Years upon years, so-called experts and motivational speaker have preached that were should "stop being lazy" by any means necessary.
So every day, we attempt to motivate ourselves to get more things done. However, when we procrastinate, we beat ourselves up and blame it on our laziness or "just not meant to be" attitude.
How about instead of attacking ourselves over the lack of willpower or motivation.
We never stop to think "Why do I procrastinate?"
Well, scientists have researched this question?
In 2018, a team of researchers conducted a study to explore the differences between the brains of people who suffer from procrastination and those who do not.
They recruited 264 people to complete specific tasks and afterward conducted fMRI brain scans on each person.

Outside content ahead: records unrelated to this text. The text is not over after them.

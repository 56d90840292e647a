//! Zone-based lane violation detection on top of per-frame vehicle detections.
//!
//! Detections from an external object detector are filtered by zone, given
//! persistent identities by a nearest-centroid tracker, scored against the
//! zone class allow-lists and confirmed over several consecutive frames.
//! Confirmed violations produce one evidence snapshot per track.

pub mod error;
pub mod evidence;
pub mod pipeline;
pub mod tracker;
pub mod violation;
pub mod zone;

pub use error::{Error, Result};
pub use evidence::{DiskSnapshotStore, EvidenceSnapshot, FrameRetentionBuffer, SnapshotStore};
pub use pipeline::{
    DetectionBuilder, DetectionSource, FrameResult, IntoDetections, PipelineConfig, RunStatistics,
    ViolationPipeline, confirmation_threshold,
};
pub use tracker::{CentroidTracker, Detection, Rect, Track, TrackState, TrackerConfig};
pub use violation::{LaneBoundary, TrackKey, ViolationEngine, ViolationRecord, ViolationStatus};
pub use zone::{Zone, ZoneDefinition, ZoneStore};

The scientist was blown away by the results. Researchers discovered a large number of the amygdala in the brains of the participants who procrastinated than those who were more action orientated.
Simply, during high-pressure situations which trigger memories or negative experiences, the amygdala triggers a fight or flight response.
During the high-pressure situation, This will take over our ability to think of the long term consequences or our actions and leads us to avoid the important task at hand because it's perceived as a threat to our safety.
Then the body rewards the brain for escaping the threat by procrastinating, that why we are temporarily relieved and feel better.
However, It's only a short term relief because the negative emotions return real soon. We will start to feel boredom, self-doubt, anxiety, and stress. We continue to stall until the final moments to combat these negative feelings.
We find ourselves locked into a pattern of avoiding negative emotions are rewarding ourselves by procrastinating causing it to become addictive behavior.
We view it as procrastination is a matter of laziness.